**Collected data entries**

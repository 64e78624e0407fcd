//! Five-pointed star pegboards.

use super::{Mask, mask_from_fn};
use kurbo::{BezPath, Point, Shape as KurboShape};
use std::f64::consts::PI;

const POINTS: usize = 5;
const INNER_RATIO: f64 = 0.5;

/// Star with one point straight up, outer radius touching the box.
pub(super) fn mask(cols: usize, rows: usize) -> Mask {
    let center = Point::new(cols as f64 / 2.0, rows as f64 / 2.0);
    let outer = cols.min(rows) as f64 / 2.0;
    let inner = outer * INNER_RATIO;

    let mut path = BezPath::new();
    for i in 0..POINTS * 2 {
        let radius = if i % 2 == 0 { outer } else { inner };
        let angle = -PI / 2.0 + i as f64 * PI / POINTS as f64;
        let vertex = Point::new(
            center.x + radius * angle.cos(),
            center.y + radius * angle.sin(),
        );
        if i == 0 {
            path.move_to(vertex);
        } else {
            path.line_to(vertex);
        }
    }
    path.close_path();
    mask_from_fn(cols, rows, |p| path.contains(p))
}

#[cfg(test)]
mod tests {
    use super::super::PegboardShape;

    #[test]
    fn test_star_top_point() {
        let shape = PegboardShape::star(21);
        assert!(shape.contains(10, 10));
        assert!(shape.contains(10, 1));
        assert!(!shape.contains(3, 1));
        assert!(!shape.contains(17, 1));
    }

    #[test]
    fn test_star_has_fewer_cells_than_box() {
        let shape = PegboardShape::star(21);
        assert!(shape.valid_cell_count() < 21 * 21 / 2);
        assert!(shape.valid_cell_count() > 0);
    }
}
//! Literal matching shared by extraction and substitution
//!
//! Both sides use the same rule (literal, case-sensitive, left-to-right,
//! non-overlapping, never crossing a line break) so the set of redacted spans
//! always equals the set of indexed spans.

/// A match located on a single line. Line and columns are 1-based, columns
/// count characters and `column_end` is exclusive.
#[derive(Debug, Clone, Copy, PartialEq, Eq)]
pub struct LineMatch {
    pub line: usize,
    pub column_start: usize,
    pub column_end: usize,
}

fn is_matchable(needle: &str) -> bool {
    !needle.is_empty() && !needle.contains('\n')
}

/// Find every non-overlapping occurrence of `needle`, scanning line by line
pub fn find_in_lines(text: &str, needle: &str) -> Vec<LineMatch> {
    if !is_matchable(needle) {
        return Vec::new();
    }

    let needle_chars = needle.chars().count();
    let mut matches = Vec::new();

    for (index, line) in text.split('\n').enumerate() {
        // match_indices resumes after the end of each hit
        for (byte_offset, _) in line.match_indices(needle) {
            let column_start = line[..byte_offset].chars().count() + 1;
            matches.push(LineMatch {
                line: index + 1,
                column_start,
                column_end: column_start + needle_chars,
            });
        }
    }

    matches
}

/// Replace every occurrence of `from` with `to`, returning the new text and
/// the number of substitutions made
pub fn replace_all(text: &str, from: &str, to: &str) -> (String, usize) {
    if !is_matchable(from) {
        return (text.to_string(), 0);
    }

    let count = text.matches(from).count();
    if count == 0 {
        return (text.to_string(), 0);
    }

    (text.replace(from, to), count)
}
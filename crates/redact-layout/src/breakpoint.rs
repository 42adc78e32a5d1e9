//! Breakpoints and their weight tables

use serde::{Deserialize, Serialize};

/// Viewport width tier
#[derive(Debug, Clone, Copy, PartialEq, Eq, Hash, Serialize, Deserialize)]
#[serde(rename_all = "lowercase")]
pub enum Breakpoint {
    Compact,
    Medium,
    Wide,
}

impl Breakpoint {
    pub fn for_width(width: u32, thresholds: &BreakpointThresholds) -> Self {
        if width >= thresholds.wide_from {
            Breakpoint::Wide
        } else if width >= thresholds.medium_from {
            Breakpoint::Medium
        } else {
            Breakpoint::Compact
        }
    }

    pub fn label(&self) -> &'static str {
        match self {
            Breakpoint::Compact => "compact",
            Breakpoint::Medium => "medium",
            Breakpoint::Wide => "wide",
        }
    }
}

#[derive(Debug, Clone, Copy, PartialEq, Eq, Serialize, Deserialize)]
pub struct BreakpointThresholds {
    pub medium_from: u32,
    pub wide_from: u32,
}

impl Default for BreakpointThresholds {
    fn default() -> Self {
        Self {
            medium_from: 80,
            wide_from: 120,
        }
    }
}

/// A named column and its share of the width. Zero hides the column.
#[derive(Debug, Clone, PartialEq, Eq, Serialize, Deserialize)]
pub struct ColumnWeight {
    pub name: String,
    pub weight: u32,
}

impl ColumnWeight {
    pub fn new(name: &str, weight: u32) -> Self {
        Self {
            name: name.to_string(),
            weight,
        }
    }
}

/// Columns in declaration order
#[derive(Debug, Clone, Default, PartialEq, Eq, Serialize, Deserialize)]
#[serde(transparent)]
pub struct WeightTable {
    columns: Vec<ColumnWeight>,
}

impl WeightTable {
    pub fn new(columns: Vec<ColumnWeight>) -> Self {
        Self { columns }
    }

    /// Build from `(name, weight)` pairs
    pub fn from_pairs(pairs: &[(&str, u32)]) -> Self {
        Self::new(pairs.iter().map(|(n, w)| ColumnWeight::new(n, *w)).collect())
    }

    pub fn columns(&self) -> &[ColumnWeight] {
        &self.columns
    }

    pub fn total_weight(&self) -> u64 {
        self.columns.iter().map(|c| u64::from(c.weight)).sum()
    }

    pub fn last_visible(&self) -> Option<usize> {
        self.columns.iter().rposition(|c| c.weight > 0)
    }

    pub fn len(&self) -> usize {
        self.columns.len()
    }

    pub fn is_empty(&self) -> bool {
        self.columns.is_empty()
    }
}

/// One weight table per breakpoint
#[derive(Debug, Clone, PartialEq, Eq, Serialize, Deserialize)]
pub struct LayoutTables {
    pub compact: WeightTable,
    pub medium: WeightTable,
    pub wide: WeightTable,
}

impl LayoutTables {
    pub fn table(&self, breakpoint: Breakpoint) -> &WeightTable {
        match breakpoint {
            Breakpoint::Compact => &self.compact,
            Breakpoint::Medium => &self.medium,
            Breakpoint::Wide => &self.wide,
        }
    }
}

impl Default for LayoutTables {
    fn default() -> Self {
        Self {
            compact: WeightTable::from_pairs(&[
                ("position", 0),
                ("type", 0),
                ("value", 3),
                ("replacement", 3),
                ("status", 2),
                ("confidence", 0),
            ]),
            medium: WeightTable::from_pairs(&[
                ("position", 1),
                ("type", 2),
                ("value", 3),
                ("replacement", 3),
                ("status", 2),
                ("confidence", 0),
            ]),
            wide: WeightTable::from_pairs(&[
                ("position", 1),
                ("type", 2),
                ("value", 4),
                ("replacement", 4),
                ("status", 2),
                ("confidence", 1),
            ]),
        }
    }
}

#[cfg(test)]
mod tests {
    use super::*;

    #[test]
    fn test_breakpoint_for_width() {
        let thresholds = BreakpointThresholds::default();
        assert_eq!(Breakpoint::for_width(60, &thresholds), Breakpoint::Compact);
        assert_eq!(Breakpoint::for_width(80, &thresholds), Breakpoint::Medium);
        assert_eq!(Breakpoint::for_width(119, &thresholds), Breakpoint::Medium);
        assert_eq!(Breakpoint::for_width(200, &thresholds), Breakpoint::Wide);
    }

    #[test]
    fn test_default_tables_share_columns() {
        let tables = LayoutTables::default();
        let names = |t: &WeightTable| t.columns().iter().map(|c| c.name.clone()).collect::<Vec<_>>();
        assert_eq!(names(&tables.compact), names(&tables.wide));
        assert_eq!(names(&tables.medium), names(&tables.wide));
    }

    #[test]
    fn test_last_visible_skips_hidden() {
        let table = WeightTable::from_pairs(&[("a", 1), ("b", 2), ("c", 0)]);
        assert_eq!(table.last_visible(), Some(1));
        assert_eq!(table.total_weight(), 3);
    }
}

--

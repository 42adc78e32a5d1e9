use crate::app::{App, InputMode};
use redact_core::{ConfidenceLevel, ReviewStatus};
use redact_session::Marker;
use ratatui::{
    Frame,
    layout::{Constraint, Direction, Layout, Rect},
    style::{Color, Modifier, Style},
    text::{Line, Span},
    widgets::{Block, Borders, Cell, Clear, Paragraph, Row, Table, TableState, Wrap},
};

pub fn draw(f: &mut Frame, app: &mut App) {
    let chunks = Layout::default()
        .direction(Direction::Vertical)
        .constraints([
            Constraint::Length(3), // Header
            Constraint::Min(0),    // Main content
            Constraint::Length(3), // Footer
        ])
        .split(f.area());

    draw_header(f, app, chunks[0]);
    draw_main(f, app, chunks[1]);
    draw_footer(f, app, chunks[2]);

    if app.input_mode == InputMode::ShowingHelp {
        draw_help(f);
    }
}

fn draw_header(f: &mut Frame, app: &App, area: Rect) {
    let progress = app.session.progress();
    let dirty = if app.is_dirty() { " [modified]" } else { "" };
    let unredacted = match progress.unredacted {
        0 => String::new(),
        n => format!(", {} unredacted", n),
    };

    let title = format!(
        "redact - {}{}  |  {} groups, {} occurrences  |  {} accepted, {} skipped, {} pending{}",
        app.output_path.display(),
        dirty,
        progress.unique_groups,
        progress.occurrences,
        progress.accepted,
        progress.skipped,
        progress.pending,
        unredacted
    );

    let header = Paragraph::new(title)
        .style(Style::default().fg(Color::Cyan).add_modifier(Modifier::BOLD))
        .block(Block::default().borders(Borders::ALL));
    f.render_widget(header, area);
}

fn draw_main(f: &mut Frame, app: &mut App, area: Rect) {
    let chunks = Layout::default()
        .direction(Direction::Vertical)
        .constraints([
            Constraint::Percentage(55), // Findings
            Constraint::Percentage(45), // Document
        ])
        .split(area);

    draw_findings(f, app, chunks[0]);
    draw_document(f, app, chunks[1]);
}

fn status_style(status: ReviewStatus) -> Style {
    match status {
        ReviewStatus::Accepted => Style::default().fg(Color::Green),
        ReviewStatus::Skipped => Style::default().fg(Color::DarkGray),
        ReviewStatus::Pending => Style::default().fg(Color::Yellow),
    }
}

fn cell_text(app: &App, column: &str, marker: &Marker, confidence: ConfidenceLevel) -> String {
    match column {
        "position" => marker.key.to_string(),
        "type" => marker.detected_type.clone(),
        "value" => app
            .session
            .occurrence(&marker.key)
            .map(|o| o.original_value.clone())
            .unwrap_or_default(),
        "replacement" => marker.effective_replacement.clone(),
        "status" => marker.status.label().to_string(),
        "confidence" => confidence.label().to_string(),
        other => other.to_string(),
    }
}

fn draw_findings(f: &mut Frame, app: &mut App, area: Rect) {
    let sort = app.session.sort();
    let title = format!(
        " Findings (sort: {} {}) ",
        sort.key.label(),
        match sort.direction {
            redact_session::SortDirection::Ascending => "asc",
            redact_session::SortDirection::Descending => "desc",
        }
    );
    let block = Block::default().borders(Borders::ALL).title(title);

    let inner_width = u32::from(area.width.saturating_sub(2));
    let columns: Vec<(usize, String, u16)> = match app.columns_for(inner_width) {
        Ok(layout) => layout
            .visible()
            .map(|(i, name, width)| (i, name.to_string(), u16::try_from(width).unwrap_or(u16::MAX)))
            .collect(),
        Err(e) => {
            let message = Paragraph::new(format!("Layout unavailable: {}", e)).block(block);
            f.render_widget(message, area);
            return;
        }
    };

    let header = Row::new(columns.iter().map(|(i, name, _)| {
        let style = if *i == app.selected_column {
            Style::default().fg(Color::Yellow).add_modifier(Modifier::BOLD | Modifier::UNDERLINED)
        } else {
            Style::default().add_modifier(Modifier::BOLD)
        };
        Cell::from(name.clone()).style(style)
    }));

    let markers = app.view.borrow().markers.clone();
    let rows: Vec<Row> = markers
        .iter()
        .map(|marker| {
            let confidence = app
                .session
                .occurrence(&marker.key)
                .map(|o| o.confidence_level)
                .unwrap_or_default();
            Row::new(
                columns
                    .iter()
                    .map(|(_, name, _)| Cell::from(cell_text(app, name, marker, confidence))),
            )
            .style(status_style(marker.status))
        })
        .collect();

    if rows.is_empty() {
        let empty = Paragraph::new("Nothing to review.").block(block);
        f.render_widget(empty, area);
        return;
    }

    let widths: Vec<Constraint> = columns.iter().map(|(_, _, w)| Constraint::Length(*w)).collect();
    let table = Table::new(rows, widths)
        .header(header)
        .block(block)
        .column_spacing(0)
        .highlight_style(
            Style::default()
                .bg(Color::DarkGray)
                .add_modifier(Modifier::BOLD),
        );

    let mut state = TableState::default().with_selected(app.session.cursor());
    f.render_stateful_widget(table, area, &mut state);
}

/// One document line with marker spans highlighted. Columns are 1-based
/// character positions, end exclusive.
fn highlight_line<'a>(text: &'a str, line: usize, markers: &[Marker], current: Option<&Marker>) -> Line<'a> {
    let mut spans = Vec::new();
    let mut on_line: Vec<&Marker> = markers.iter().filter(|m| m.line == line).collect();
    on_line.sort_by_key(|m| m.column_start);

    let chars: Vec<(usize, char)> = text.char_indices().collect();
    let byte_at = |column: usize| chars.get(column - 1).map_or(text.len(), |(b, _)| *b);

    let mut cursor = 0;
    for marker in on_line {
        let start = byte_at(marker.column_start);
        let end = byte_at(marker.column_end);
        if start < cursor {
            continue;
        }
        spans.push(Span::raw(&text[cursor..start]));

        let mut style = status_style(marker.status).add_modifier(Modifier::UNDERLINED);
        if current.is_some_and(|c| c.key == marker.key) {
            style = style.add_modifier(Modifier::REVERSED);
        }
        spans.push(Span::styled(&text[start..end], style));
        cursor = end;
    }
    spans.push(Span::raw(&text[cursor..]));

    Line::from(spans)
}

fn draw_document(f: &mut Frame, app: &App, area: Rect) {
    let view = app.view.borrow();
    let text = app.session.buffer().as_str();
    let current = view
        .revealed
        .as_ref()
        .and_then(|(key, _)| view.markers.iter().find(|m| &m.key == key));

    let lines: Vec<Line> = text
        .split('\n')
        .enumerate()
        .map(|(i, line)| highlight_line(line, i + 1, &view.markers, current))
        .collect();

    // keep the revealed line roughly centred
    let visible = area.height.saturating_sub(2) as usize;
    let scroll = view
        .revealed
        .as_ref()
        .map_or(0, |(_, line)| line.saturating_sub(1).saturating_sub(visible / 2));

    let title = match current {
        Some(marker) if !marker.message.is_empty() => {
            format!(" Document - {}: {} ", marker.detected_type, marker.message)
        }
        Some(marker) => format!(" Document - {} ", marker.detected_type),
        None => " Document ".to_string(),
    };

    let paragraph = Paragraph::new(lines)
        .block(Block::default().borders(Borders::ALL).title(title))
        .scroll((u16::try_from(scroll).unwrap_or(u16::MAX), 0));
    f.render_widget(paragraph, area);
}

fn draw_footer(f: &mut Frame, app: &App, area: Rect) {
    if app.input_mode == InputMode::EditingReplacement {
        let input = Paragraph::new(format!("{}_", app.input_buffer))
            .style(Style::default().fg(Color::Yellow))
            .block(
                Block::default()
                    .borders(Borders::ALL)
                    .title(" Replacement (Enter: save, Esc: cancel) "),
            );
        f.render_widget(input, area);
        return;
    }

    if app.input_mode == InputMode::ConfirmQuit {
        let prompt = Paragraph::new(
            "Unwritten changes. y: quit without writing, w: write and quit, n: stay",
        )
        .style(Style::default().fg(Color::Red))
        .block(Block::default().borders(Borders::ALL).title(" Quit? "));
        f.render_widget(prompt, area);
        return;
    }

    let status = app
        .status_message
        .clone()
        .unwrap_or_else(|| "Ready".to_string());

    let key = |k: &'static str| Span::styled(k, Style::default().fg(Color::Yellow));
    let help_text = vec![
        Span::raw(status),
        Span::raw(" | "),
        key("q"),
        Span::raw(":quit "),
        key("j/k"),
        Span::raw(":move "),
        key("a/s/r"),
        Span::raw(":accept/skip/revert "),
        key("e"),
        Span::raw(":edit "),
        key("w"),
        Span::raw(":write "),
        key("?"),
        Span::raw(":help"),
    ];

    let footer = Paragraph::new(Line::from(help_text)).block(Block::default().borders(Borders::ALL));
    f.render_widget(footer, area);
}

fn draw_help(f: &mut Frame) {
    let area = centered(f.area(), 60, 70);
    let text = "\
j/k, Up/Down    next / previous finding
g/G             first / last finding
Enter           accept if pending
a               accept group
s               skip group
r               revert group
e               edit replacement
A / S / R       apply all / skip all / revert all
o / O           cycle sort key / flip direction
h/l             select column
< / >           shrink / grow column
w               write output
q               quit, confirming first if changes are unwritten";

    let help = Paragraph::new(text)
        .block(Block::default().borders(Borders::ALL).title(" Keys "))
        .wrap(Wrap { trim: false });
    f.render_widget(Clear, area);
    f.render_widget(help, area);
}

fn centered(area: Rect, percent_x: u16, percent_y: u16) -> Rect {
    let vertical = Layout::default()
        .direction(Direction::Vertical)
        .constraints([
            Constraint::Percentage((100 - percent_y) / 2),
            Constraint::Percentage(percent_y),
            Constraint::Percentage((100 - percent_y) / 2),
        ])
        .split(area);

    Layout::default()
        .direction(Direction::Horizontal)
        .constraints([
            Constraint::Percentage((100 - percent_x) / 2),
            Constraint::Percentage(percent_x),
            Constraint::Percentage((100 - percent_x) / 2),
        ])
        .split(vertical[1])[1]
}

* * *

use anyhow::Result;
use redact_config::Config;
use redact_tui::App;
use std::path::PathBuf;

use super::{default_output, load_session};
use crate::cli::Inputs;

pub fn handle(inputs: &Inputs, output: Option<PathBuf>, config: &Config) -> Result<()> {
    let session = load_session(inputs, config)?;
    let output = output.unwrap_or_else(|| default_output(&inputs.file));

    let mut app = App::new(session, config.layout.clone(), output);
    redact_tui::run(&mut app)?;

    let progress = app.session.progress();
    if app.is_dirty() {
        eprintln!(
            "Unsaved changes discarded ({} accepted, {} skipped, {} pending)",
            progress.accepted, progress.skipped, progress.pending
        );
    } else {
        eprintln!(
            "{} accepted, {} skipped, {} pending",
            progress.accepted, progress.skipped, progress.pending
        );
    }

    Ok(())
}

**Assigned task**
Counting only lines that contain "impl", what is the total for the entries above? Give the number alone.

**Solved exercise**
6